Pero el libro de Baker, a modo de autobiografía y bajo el humorístico título de
"Trabaje duro, estudie y... manténgase alejado de la política", no es sólo Irak.
El ahora responsable de la
comisión bipartidista, que ha elaborado el informe de recomendaciones para salir
del atolladero iraquí y se ha convertido en la piedra del zapato de Bush hijo,
describe en su obra los momentos clave de su agitada carrera pública: Nixon y el
"Watergate", el intento de asesinato de Reagan, el escándalo "Irán-Contra", la
decisión de Bush padre de convertir a Dan Quayle en vicepresidente, Florida y
las elecciones presidenciales de 2000.
En un sincero relato, el político
estadounidense afirma sobre su papel como secretario de Estado que "eres la
segunda persona con más poder de Washington, pero no dejas de ser parte de la
plantilla; si olvidas eso, estás perdido". Baker describe minuciosamente cómo se
mueven realmente las cosas en las entrañas de la Casa Blanca y dónde realmente
se toman decisiones en las pequeñas reuniones que el presidente de turno suele
mantener con sus personas de confianza en el Despacho Oval, alejado de toda
burocracia.
El roce hace el cariño, y el que
fue jefe de personal de la Casa Blanca con Ronald Reagan no duda en afirmar que
los hombres más cercanos al presidente de los EE.UU. suelen ser aquellos que le
acompañan en las "trincheras de la carrera presidencial", donde se puede
comprobar quién responde a la presión.
Elogio de Reagan
Baker define a Reagan como
"una
persona sin tapujos, de esas que ofrecen lo que hay y que sabía hacer que la
gente se sintiera bien". Además, relata que tanto él como Ed Messe, consejero
del mandatario, tenían libre acceso al Despacho Oval en todo momento, aunque el
presidente estuviera reunido con otros mandatarios o enredado en otros asuntos.
Asiduo a las reuniones, Baker
ocupó uno de los despachos con peores vistas y peor situado de la Casa Blanca,
pero su gran tamaño le permitía mantener reuniones continuas con todo el
personal de la administración, en especial con los miembros de la plantilla en
contacto directo con el Congreso para trabajar en la agenda presidencial.

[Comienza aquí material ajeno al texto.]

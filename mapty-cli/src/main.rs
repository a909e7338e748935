//src/main.rs
mod cli;

use anyhow::{bail, Context, Result};
use chrono::Local;
use comfy_table::{presets::UTF8_FULL, Cell, Color, ContentArrangement, Table};
use std::io::{stdin, stdout, Write};
use tracing_subscriber::{fmt, EnvFilter};

use mapty_lib::{
    AlertQueue, App, Coords, Environment, FormInput, HeadlessMap, SqliteStorage, StandardColor,
    Workout, WorkoutKind, WorkoutRow,
};

type CliApp = App<SqliteStorage, HeadlessMap, AlertQueue>;

fn main() -> Result<()> {
    let cli_args = cli::parse_args();

    if let cli::Commands::GenerateCompletion { shell } = cli_args.command {
        let mut cmd = cli::build_cli_command();
        let bin_name = cmd.get_name().to_string();

        eprintln!("Generating completion script for {shell}...");
        clap_complete::generate(shell, &mut cmd, bin_name, &mut stdout());
        return Ok(());
    }

    init_logging(cli_args.verbose, cli_args.quiet);

    let env = Environment::initialize().context("Failed to initialize application")?;
    let header_color = mapty_lib::parse_color(&env.config.theme.header_color)
        .map(table_color)
        .unwrap_or(Color::Green);
    let config_path = env.config_path.clone();
    let mut app: CliApp = App::new(env.storage, AlertQueue::new(), env.config.zoom_level);

    let outcome = run_command(&mut app, cli_args.command, header_color, &config_path);

    // Anything the controller wanted to tell the user
    for alert in app.notifier_mut().drain() {
        eprintln!("{alert}");
    }
    outcome
}

fn run_command(
    app: &mut CliApp,
    command: cli::Commands,
    header_color: Color,
    config_path: &std::path::Path,
) -> Result<()> {
    tracing::debug!(?command, "Running command");
    match command {
        cli::Commands::GenerateCompletion { .. } => {
            unreachable!("Completion generation should have exited already");
        }
        cli::Commands::Add {
            kind,
            lat,
            lng,
            distance,
            duration,
            cadence,
            elevation,
        } => {
            let coords = Coords::new(lat, lng);
            if !coords.is_valid() {
                bail!("Invalid position: {coords}");
            }
            let input = FormInput {
                kind: cli_kind_to_kind(kind),
                distance,
                duration,
                cadence: cadence.unwrap_or(0.0),
                elevation: elevation.unwrap_or(0.0),
            };
            match app.add_workout(coords, input) {
                Ok(id) => {
                    let workout = app
                        .store()
                        .find_by_id(&id)
                        .context("Workout vanished after being added")?;
                    println!("Logged {} (ID: {id})", workout.popup_label());
                    print_workout_table(std::slice::from_ref(workout), header_color);
                }
                Err(e) => bail!("Error adding workout: {e}"),
            }
        }
        cli::Commands::List { limit } => {
            let rows = app.rows();
            if rows.is_empty() {
                println!("No workouts logged yet.");
                return Ok(());
            }
            let shown = limit.unwrap_or(rows.len()).min(rows.len());
            print_row_table(&rows[..shown], header_color);
        }
        cli::Commands::Select { id } => {
            if !app.select_workout(&id) {
                bail!("No workout with ID '{id}'");
            }
            if let Some(workout) = app.store().find_by_id(&id) {
                println!("{}", selection_message(workout));
            }
        }
        cli::Commands::Reset { yes } => {
            if app.workouts().is_empty() {
                println!("Nothing to reset.");
                return Ok(());
            }
            if !yes && !confirm(&format!("Delete all {} workouts?", app.workouts().len()))? {
                println!("Reset cancelled.");
                return Ok(());
            }
            app.reset();
            println!("All workouts deleted.");
        }
        cli::Commands::StoragePath => {
            println!("{}", app.store().storage().path().display());
        }
        cli::Commands::ConfigPath => {
            println!("{}", config_path.display());
        }
    }
    Ok(())
}

/// Sets up stderr logging; `RUST_LOG` wins over the -v/-q flags.
fn init_logging(verbose: u8, quiet: u8) {
    let level = log_level(verbose, quiet);

    let filter = EnvFilter::try_from_default_env()
        .unwrap_or_else(|_| EnvFilter::new(format!("mapty={level},mapty_lib={level}")));

    fmt()
        .with_env_filter(filter)
        .with_writer(std::io::stderr)
        .with_timer(tracing_subscriber::fmt::time::ChronoLocal::rfc_3339())
        .with_target(matches!(level, "debug" | "trace"))
        .compact()
        .init();
}

fn log_level(verbose: u8, quiet: u8) -> &'static str {
    match i16::from(verbose) - i16::from(quiet) {
        i16::MIN..=-1 => "error",
        0 => "warn",
        1 => "info",
        2 => "debug",
        3..=i16::MAX => "trace",
    }
}

const fn cli_kind_to_kind(kind: cli::WorkoutKindCli) -> WorkoutKind {
    match kind {
        cli::WorkoutKindCli::Running => WorkoutKind::Running,
        cli::WorkoutKindCli::Cycling => WorkoutKind::Cycling,
    }
}

const fn table_color(color: StandardColor) -> Color {
    match color {
        StandardColor::Black => Color::Black,
        StandardColor::Red => Color::Red,
        StandardColor::Green => Color::Green,
        StandardColor::Yellow => Color::Yellow,
        StandardColor::Blue => Color::Blue,
        StandardColor::Magenta => Color::Magenta,
        StandardColor::Cyan => Color::Cyan,
        StandardColor::White => Color::White,
        StandardColor::DarkGrey => Color::DarkGrey,
        StandardColor::DarkRed => Color::DarkRed,
        StandardColor::DarkGreen => Color::DarkGreen,
        StandardColor::DarkYellow => Color::DarkYellow,
        StandardColor::DarkBlue => Color::DarkBlue,
        StandardColor::DarkMagenta => Color::DarkMagenta,
        StandardColor::DarkCyan => Color::DarkCyan,
        StandardColor::Grey => Color::Grey,
    }
}

fn selection_message(workout: &Workout) -> String {
    format!(
        "Selected '{}' at {} ({} time(s) so far).",
        workout.describe(),
        workout.coords(),
        workout.clicks()
    )
}

fn confirm(question: &str) -> Result<bool> {
    print!("{question} [y/N]: ");
    stdout().flush().context("Failed to flush prompt")?;
    let mut answer = String::new();
    stdin()
        .read_line(&mut answer)
        .context("Failed to read answer")?;
    Ok(matches!(answer.trim(), "y" | "Y" | "yes" | "Yes"))
}

fn header(table: &mut Table, titles: &[&str], header_color: Color) {
    table
        .load_preset(UTF8_FULL)
        .set_content_arrangement(ContentArrangement::Dynamic)
        .set_header(titles.iter().map(|t| Cell::new(t).fg(header_color)));
}

fn print_row_table(rows: &[WorkoutRow], header_color: Color) {
    let mut table = Table::new();
    header(
        &mut table,
        &["ID", "Workout", "Details", "Selected"],
        header_color,
    );
    for row in rows {
        table.add_row(vec![
            Cell::new(&row.id),
            Cell::new(format!("{} {}", row.kind.icon(), row.title)),
            Cell::new(row.summary()),
            Cell::new(row.clicks.to_string()),
        ]);
    }
    println!("{table}");
}

fn print_workout_table(workouts: &[Workout], header_color: Color) {
    let mut table = Table::new();
    header(
        &mut table,
        &["ID", "Logged (Local)", "Position", "Details"],
        header_color,
    );
    for workout in workouts {
        table.add_row(vec![
            Cell::new(workout.id()),
            Cell::new(
                workout
                    .date()
                    .with_timezone(&Local)
                    .format("%Y-%m-%d %H:%M"),
            ),
            Cell::new(workout.coords().to_string()),
            Cell::new(WorkoutRow::from(workout).summary()),
        ]);
    }
    println!("{table}");
}

#[cfg(test)]
mod tests {
    use super::*;
    use mapty_lib::KindInput;

    #[test]
    fn log_level_follows_flag_counts() {
        assert_eq!(log_level(0, 0), "warn");
        assert_eq!(log_level(2, 0), "debug");
        assert_eq!(log_level(0, 1), "error");
        assert_eq!(log_level(200, 0), "trace");
        assert_eq!(log_level(0, 200), "error");
        assert_eq!(log_level(u8::MAX, u8::MAX), "warn");
    }

    #[test]
    fn selection_message_reports_the_recorded_click() {
        let mut workout =
            Workout::create(Coords::new(51.5, -0.1), 5.0, 25.0, KindInput::Cadence(180.0))
                .unwrap();
        workout.click();
        let message = selection_message(&workout);
        assert!(message.starts_with(&format!("Selected '{}'", workout.describe())));
        assert!(message.contains("51.50000, -0.10000"));
        assert!(message.ends_with("(1 time(s) so far)."));
        assert!(!message.contains("Centered"));
    }
}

Durante una fiesta sorpresa para
celebrar el 70 cumpleaños de Reagan, el ex presidente no dudó en mostrarse
atónito por el tamaño del despacho de Baker, aunque con cierto humor añadió:
"Pero, al menos, no es redondo".
El secretario del Tesoro durante
el segundo mandato de la era Reagan también aprovecha para desmentir mitos sin
sentido como que intentó bloquear los esfuerzos de Ed Messe, consejero del
mandatario, para sacar adelante la legislación que regulara las oraciones
escolares, el aborto y otros polémicos temas sociales, durante su primer
mandato.
Desde antes de que ocupase la
Presidencia, se sabía que Ronald Reagan se ganaría a los americanos con la
reducción de impuestos, el recorte del gasto gubernamental y el refuerzo militar
estadounidense para más tarde sacar adelante la verdadera agenda presidencial.
Para Baker y el gobierno de George
Bush padre, la administración Clinton entró con mal pie en la Casa Blanca al
sacar adelante inmediatamente propuestas polémicas como los derechos de los
homosexuales en el Ejército, "antes de haber creado un consenso social.
Si Reagan hubiera hecho lo mismo
seguramente también se hubiera debilitado", añade.